TEATRO: “O Pecado de João Agonia”,
de Bernardo Santareno
Encenação | João Cardoso
Dramaturgia | Regina Guimarães
Cenografia e figurinos | Sissa Afonso
Interpretação | Ângela Marques, Benedita Pereira, Daniel Silva, Inês Afonso Cardoso, João Cardoso, João Castro, Pedro Galiza, Pedro Quiroga Cardoso, Rúben Pérola
Produção | Assédio
100 Minutos | Maiores de 12 anos
Teatro Carlos Alberto
17 Nov 2021 | qua | 19:00
“(…) Respondes-me com o teu coração nas mãos? Um homem – o maior, o mais valente! – é capaz de subir lá acima, ao alto da Rocha Grande, e obrigar o vento norte a virar sul? Ou pode chegar ali, à beira-rio, e mandar as águas correrem ao contrário?!… Pode, Tóino, diz lá?! Alguém pode fazer com que uma árvore cresça pro fundo da terra, em vez de subir pro ar?!… Quem, Tóino, quem é capaz de fazer isso?! (…)”
Bernardo Santareno, in “O Pecado de João Agonia”
Quando, em 1961, foi publicada a peça de Bernardo Santareno, “O Pecado de João Agonia”, a censura não perdeu tempo a deitar-lhe as mãos. O Estado “opressor e castrador de todas as formas de vida sensível, sensual, intelectual, social e cultural, tidas como desviantes em relação à norma todo-poderosa”, impunha a sua lei. Sessenta anos passaram e, em contraciclo com um conjunto de leis retrógradas e discriminatórias que foram sendo abolidas no pós 25 de Abril, subsistem as mentalidades fundadas na negação e no preconceito, agarradas a ideologias e práticas fortemente enraizadas no machismo, na misoginia e na homofobia. Daí que seja de saudar o empenho de João Cardoso e do colectivo Assédio em levar à cena a peça de Santareno, pela riqueza e intensidade do texto, pelas múltiplas leituras que oferece, mas sobretudo pela sua intemporalidade e pelo que nela há de exemplo e chamada de atenção nos tempos que correm.

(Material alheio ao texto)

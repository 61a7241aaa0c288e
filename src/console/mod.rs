//! Terminal output: progress bar, cursor visibility and error reports

mod progress;
mod report;

pub use progress::{hide_cursor, render_progress, show_progress, CursorGuard};
pub use report::{write_error, write_error_to};

use clap::ValueEnum;
use serde::{Deserialize, Serialize};
use termcolor::ColorChoice;

/// When to use colors on the terminal
#[derive(Debug, Clone, Copy, Default, PartialEq, Eq, Serialize, Deserialize, ValueEnum)]
#[serde(rename_all = "lowercase")]
pub enum ColorMode {
    /// Color when the stream is a terminal
    #[default]
    Auto,
    Always,
    Never,
}

impl ColorMode {
    pub fn choice(self) -> ColorChoice {
        match self {
            ColorMode::Auto => ColorChoice::Auto,
            ColorMode::Always => ColorChoice::Always,
            ColorMode::Never => ColorChoice::Never,
        }
    }
}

A abordagem cénica é marcadamente clássica. Com um tema tão vasto e rico em mãos, percebemos que seriam muitas as pontas pelas quais João Cardoso pudesse pegar na peça, mas foi na fidelidade ao texto e aos ambientes que quis agarrar-se, depurando a encenação e protegendo-a de “ruído”. Apoiado na dramaturgia de Regina Guimarães – que extraordinário trabalho em prol do teatro, e não só, vem esta grande escritora fazendo -, “O Pecado de João Agonia” devolve-nos a crueza dos sentimentos, a genuinidade dos gestos e a rudeza dos diálogos tal como os terá pensado Santareno. Aquilo que nos é dado assistir é um “teatro-verdade” que emerge daquelas quatro paredes e as mostra na sua fragilidade, tão permeáveis à intriga, à indignidade e à traição, como ao vento que sopra rijo e assobia através das suas frinchas ou ao uivo dos lobos que, medonhos, rondam a casa.
Com sala cheia, situação recorrente desde que estreou no passado dia 11 de novembro, “O Pecado de João Agonia” vê-se e sente-se. Da desenvoltura da Maria Giesta à truculência do Fernando Agonia, da inocência da Teresa Agonia à brandura da mãe Rita, da infâmia do Manuel Lamas à humildade do Tóino Giesta, é da transparência de sentimentos que falamos, por muito que todos procurem dar mostras daquilo que não são. Neste jogo entre a verdade e a mentira, João Agonia é o menos fingidor e pagará por isso. Sem ninguém que o aceite, aceita-se a si mesmo, sabendo que só a morte lavará tão grande pecado. Quando, com o pai, o tio Miguel e o irmão Fernando, parte para uma batida aos lobos, João Agonia sabe o que o espera. Mas sabe, também, que o seu gesto auto-sacrificial é a única forma de cravar um espinho nas consciências de todos, de os fazer olhar para si próprios e perceberem a incoerência, a irracionalidade e a mesquinhez do seu pensar e modo de agir.